Select and copy out every line in the records containing "provider".
▬▬▬
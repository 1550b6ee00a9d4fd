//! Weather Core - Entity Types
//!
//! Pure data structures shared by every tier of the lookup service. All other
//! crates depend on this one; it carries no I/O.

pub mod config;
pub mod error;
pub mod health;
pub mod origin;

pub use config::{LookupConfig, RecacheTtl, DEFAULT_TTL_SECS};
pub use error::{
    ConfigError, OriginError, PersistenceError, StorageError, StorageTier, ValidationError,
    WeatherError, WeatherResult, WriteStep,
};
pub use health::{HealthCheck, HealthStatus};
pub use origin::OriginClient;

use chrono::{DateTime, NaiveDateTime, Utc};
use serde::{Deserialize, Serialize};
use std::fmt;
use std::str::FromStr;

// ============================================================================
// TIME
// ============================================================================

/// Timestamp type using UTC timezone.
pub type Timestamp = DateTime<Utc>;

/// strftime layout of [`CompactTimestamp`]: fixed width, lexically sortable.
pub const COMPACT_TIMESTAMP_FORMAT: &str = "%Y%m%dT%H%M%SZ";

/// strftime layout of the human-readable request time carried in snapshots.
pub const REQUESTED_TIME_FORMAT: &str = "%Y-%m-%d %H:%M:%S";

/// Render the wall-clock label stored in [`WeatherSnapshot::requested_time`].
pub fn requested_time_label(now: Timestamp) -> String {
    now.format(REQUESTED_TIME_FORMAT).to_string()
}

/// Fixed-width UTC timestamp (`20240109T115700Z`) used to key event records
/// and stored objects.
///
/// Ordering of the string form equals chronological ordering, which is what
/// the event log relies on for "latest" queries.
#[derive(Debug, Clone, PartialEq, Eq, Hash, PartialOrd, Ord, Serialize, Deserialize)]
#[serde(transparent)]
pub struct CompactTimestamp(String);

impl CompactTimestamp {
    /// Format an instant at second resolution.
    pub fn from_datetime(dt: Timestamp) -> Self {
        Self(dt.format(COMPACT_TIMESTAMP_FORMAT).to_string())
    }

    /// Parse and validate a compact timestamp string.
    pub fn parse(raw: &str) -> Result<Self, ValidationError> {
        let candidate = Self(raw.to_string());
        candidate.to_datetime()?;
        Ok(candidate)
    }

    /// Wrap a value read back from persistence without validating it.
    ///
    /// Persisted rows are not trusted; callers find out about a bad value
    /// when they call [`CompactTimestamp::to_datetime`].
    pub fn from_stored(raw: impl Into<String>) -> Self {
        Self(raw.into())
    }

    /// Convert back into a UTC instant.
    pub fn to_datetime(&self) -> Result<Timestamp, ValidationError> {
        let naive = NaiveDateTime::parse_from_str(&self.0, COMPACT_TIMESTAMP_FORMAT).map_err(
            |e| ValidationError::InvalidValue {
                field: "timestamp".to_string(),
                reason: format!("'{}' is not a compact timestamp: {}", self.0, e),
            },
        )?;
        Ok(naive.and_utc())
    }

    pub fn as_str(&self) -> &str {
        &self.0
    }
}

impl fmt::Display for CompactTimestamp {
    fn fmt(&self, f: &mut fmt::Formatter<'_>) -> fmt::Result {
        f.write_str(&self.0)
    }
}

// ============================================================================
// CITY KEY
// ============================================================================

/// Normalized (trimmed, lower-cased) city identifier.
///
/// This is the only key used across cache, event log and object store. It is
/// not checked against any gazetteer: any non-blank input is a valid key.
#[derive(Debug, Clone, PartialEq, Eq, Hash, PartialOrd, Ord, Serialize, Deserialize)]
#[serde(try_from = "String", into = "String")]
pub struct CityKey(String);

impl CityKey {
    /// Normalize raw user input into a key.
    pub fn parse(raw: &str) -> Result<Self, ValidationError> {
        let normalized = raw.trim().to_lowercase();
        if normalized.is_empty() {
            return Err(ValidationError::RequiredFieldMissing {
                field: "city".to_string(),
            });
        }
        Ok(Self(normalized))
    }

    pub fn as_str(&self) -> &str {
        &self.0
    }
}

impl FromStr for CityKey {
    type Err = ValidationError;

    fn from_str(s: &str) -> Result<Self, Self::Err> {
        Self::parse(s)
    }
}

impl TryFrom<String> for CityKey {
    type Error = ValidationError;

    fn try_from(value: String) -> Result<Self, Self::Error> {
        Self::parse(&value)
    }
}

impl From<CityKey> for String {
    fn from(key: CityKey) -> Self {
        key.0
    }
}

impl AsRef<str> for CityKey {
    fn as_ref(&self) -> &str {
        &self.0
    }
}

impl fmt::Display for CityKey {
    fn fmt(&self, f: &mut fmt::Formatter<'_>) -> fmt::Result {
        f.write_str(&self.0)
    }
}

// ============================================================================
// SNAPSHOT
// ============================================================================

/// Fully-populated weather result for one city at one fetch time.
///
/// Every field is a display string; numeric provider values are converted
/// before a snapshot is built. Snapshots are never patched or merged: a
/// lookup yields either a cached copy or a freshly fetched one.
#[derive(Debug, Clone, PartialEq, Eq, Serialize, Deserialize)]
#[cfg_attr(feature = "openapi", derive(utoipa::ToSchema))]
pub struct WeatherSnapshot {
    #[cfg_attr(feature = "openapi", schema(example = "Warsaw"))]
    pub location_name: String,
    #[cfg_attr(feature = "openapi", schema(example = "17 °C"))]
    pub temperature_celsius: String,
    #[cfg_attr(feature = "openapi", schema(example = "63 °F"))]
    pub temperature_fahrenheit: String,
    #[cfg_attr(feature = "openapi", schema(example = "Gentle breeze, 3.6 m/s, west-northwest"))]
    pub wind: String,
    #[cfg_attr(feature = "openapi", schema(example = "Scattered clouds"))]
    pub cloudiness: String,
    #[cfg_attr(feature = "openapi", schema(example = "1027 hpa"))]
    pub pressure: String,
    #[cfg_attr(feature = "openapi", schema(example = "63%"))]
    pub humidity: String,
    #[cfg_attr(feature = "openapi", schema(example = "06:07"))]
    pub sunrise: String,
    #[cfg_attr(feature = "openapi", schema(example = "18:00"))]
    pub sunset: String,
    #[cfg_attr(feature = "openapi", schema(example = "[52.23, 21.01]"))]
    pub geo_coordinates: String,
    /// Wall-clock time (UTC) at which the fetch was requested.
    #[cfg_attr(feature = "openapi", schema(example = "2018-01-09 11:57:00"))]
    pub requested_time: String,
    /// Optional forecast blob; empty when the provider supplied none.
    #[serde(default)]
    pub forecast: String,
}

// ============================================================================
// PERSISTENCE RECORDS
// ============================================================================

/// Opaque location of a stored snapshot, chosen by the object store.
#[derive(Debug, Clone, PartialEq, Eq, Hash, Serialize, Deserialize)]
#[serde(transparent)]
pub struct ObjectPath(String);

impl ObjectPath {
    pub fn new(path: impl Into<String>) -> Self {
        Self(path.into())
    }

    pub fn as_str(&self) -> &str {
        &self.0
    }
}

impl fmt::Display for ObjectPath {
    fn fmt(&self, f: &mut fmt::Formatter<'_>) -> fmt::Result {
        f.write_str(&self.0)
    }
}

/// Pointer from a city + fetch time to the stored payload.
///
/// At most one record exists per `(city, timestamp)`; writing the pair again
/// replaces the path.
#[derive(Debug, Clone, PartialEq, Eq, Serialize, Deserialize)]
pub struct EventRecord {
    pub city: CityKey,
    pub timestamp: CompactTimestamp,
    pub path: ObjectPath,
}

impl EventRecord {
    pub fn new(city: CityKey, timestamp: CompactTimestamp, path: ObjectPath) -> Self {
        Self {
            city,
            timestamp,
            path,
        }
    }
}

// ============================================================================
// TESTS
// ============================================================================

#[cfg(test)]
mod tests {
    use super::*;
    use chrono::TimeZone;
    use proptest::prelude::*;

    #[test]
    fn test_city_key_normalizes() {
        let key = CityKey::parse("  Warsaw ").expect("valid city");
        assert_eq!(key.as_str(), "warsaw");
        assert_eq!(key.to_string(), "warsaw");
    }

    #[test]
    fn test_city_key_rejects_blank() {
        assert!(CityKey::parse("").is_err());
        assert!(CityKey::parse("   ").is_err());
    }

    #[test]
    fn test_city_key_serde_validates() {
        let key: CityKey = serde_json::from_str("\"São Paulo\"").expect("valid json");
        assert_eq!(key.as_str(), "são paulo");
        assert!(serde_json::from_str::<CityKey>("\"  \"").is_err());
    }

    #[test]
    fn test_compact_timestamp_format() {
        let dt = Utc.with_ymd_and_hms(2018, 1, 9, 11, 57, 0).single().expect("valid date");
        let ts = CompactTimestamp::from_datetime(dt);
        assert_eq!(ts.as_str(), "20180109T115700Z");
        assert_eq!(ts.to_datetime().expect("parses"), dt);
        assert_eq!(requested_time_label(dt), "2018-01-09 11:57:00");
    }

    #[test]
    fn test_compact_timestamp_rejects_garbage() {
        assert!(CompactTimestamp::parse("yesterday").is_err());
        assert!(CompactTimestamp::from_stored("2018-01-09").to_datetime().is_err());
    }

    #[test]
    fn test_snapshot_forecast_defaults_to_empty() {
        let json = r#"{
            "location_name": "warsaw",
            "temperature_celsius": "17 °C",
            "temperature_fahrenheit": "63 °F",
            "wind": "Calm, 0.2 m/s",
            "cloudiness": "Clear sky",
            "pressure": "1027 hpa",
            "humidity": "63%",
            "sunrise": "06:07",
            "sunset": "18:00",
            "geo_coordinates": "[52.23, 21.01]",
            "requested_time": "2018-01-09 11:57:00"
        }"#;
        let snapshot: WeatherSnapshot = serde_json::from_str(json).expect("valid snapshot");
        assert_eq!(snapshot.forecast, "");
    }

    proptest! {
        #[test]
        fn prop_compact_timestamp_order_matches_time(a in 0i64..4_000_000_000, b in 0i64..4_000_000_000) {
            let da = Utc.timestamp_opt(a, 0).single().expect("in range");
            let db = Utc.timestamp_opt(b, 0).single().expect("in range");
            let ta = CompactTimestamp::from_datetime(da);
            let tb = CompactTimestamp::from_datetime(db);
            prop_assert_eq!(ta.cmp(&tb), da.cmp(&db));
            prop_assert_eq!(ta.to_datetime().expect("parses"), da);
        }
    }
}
▬▬▬
# SOLVED PROBLEM
/// Every field is a display string; numeric provider values are converted
    /// Optional forecast blob; empty when the provider supplied none.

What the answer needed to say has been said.